Hannes, mamá y su padre… habían pasado varias horas juntos. Después había llegado Ali. Habían hojeado montones de álbumes de fotos, contado viejas historias, hurgado en la infancia de Judith (y en la de Ali). «Siempre he querido tener una familia así», había dicho Hannes.
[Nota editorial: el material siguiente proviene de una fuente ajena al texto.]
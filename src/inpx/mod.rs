//! Streaming decoder for INPX library indexes.
//!
//! An index packs per-catalog text entries into a zip container; every line
//! is one 14-field bibliographic record. [`IndexParser`] opens the index
//! and hands back a [`ParseSession`] that streams records from all entries
//! concurrently while tolerating malformed lines and per-entry failures.

mod record;
mod session;

pub use record::{DELIMITER, FIELD_COUNT, Record, decode_record};
pub use session::{IndexParser, ParseSession};
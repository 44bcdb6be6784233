//! Container-level tests: opening archives and reading entries.

mod common;

use std::io::BufRead;
use std::sync::Arc;

use inpxcat::error::{ArchiveOpenError, EntryError};
use inpxcat::zip::IndexArchive;

use common::ZipBuilder;

fn lines(reader: impl BufRead) -> Vec<String> {
    reader.lines().collect::<Result<_, _>>().unwrap()
}

#[tokio::test]
async fn lists_entries_in_directory_order() {
    let bytes = ZipBuilder::new()
        .stored("catalog-a.inp", b"one\n")
        .stored("catalog-b.inp", b"two\n")
        .dir("sub/")
        .build();

    let archive = IndexArchive::with_reader(Arc::new(bytes)).await.unwrap();
    let names: Vec<_> = archive.entries().iter().map(|e| e.name.as_str()).collect();
    assert_eq!(names, ["catalog-a.inp", "catalog-b.inp", "sub/"]);
    assert!(archive.entries()[0].is_file());
    assert!(!archive.entries()[2].is_file());
}

#[tokio::test]
async fn reads_stored_entry_lines() {
    let bytes = ZipBuilder::new()
        .stored("catalog.inp", b"first line\nsecond line\n")
        .build();

    let archive = IndexArchive::with_reader(Arc::new(bytes)).await.unwrap();
    let reader = archive.entry_reader(&archive.entries()[0]).await.unwrap();
    assert_eq!(lines(reader), ["first line", "second line"]);
}

#[tokio::test]
async fn reads_deflated_entry_lines() {
    let content = b"deflated line one\ndeflated line two\n";
    let bytes = ZipBuilder::new().deflated("catalog.inp", content).build();

    let archive = IndexArchive::with_reader(Arc::new(bytes)).await.unwrap();
    let reader = archive.entry_reader(&archive.entries()[0]).await.unwrap();
    assert_eq!(lines(reader), ["deflated line one", "deflated line two"]);
}

#[tokio::test]
async fn crlf_line_endings_are_stripped() {
    let bytes = ZipBuilder::new()
        .stored("catalog.inp", b"first\r\nsecond\r\n")
        .build();

    let archive = IndexArchive::with_reader(Arc::new(bytes)).await.unwrap();
    let reader = archive.entry_reader(&archive.entries()[0]).await.unwrap();
    assert_eq!(lines(reader), ["first", "second"]);
}

#[tokio::test]
async fn opens_archive_with_trailing_comment() {
    let bytes = ZipBuilder::new()
        .stored("catalog.inp", b"line\n")
        .comment("made by a tool that loves comments")
        .build();

    let archive = IndexArchive::with_reader(Arc::new(bytes)).await.unwrap();
    assert_eq!(archive.entries().len(), 1);
}

#[tokio::test]
async fn garbage_is_not_an_archive() {
    let bytes = b"this is not a zip file, not even close, really".to_vec();
    let err = IndexArchive::with_reader(Arc::new(bytes)).await.unwrap_err();
    assert!(matches!(err, ArchiveOpenError::Invalid(_)));
}

#[tokio::test]
async fn tiny_file_is_not_an_archive() {
    let err = IndexArchive::with_reader(Arc::new(b"PK".to_vec()))
        .await
        .unwrap_err();
    assert!(matches!(err, ArchiveOpenError::Invalid(_)));
}

#[tokio::test]
async fn truncated_central_directory_is_fatal() {
    let mut bytes = ZipBuilder::new().stored("catalog.inp", b"line\n").build();
    // Chop out a chunk before the directory; the EOCD offsets now lie.
    bytes.drain(10..30);
    assert!(
        IndexArchive::with_reader(Arc::new(bytes)).await.is_err()
    );
}

#[tokio::test]
async fn unsupported_compression_fails_only_that_entry() {
    let bytes = ZipBuilder::new()
        .exotic("weird.inp", b"whatever\n")
        .stored("plain.inp", b"line\n")
        .build();

    let archive = IndexArchive::with_reader(Arc::new(bytes)).await.unwrap();
    let err = archive
        .entry_reader(&archive.entries()[0])
        .await
        .err()
        .unwrap();
    assert!(matches!(err, EntryError::Compression { method: 14, .. }));

    // The sibling entry is unaffected.
    let reader = archive.entry_reader(&archive.entries()[1]).await.unwrap();
    assert_eq!(lines(reader), ["line"]);
}

#[tokio::test]
async fn corrupt_local_header_fails_only_that_entry() {
    let mut bytes = ZipBuilder::new()
        .stored("broken.inp", b"line\n")
        .stored("fine.inp", b"line\n")
        .build();
    // First local header sits at offset 0; wreck its signature.
    bytes[0] = b'X';

    let archive = IndexArchive::with_reader(Arc::new(bytes)).await.unwrap();
    let err = archive
        .entry_reader(&archive.entries()[0])
        .await
        .err()
        .unwrap();
    assert!(matches!(err, EntryError::Open { .. }));

    let reader = archive.entry_reader(&archive.entries()[1]).await.unwrap();
    assert_eq!(lines(reader), ["line"]);
}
Y por lo visto a ellos siempre les había faltado un «yerno» así, se dijo Judith, uno que recogiera y pegara los añicos de los viejos tiempos. Luego por encima el glaseado rosa. Y deprisa uno o dos nietos, antes de que la hija estuviese demasiado mayor para quedarse embarazada. Ahora también le temblaban las rodillas.
Ella: —¡Me parece ofensivo y humillante! ¿Por qué no habéis hablado primero conmigo?
Mamá: —¿Y acaso tú has hablado con nosotros?
Padre: —Todo esto era por ti. Debía ser una sorpresa de cumpleaños. Hannes tenía muy buenas intenciones.
Mamá: —Cómo íbamos a saber que a ese hombre tú…
Judith: —A ese hombre no lo amo, ¡lo siento muchísimo!
Pausa para la turbación general.
Ali, apocado, mediando: —No hay nada que hacer. Si ella no lo quiere.
Su hermano encogió los hombros antes de dejarlos caer. De nuevo tenía cara triste. Y la culpa era de ella, así lo delataban las miradas de su padre, de mamá y de Hedi.
—Ayer me llamó y me dijo que no podía venir a la fiesta —se lamentó mamá, justo antes de que Judith realmente se pusiera de pie y se marchase—. «¿Pero por qué no?». «Judith no quiere». «¿Judith?». «Me mandó a paseo». «Estás bromeando». «Dice que de momento es incapaz de tener una relación estable». «¡No!» «Necesita tiempo, tenemos que darle tiempo». «¿Tiempo? Mañana cumple treinta y siete años. Hablaremos con ella, papá y yo». «No hace falta. Las cosas se arreglarán por sí solas. Soy paciente». «¡Ah, Hannes, lo siento tanto!» «De todas formas os deseo una bonita fiesta». «¡Ah, Hannes!» «Y pensad un poco en mí».